I don’t think you need to have seen The Wire Season 4 to understand this, but perhaps that would help a little depending on your specific background with education (and where you grew up):

The UCLA report notes that Latino students are the most segregated in the country. In major and mid-sized cities, where housing discrimination historically separated neighborhoods along racial lines, black and Latino students are often almost entirely isolated from white and Asian students—about 12 percent of black and Latino students in major cities have any exposure to white students. Half of the students who attend 91-100 percent black and Latino schools (which make up 13 percent of all US public schools) are also in schools that are 90 percent low-income—a phenomenon known as “double segregation.” And the Northeast holds the special distinction of having more black children in intensely segregated schools (where school populations are 90-100 percent minority) in 2011 than it did in 1968. In New York state, for instance, 65 percent of black students attend schools that are intensely segregated, as do 57 percent of Latinos students.

Here’s a link to that aforementioned UCLA report.

Then there’s this chart — look at the stunning growth after Brown vs. Board of Education, then look at where we’re at today:

Sigh

This was a common theme to discuss as the Brown decision hit 60 years old, FYI: see here, here, here and here.

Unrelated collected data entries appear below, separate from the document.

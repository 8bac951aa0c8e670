use std::fmt::Write;

use minefield_core::{CellView, Game, GameState};

fn glyph(view: CellView) -> char {
    match view {
        CellView::Hidden => '.',
        CellView::Flagged => 'F',
        CellView::Mine => '*',
        CellView::Revealed(0) => ' ',
        CellView::Revealed(count) => char::from(b'0' + count),
    }
}

pub fn status_line(game: &Game) -> String {
    match game.state() {
        GameState::Playing => format!("{}: {} mines left", game.difficulty(), game.mines_left()),
        GameState::Lost => "Game over!".to_owned(),
        GameState::Won => "You win!".to_owned(),
    }
}

/// Text grid with column numbers on top and row numbers on the left.
pub fn board(game: &Game) -> String {
    let (rows, cols) = game.size();
    let mut out = String::new();

    out.push_str("    ");
    for col in 0..cols {
        let _ = write!(out, "{}", col % 10);
    }
    out.push('\n');

    for row in 0..rows {
        let _ = write!(out, "{row:>3} ");
        out.extend(game.board().row(row).map(|cell| glyph(cell.view())));
        out.push('\n');
    }
    out
}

From a personal context, I taught in an inner-city public elementary school for two years about a decade ago; in a school of 500 or students, there was one — 1 — that anyone would classify as “traditionally Caucasian.” It was about 93 percent Hispanic and six percent African-American, so the quote above and the one in the headline of this post is essentially right. We integrated the schools, yes — and that’s a hallmark/landmark/other marks decision by the Supreme Court — but we didn’t really set up the culture around neighborhoods and options whereby the integration really meant anything. That’s the shame at 60.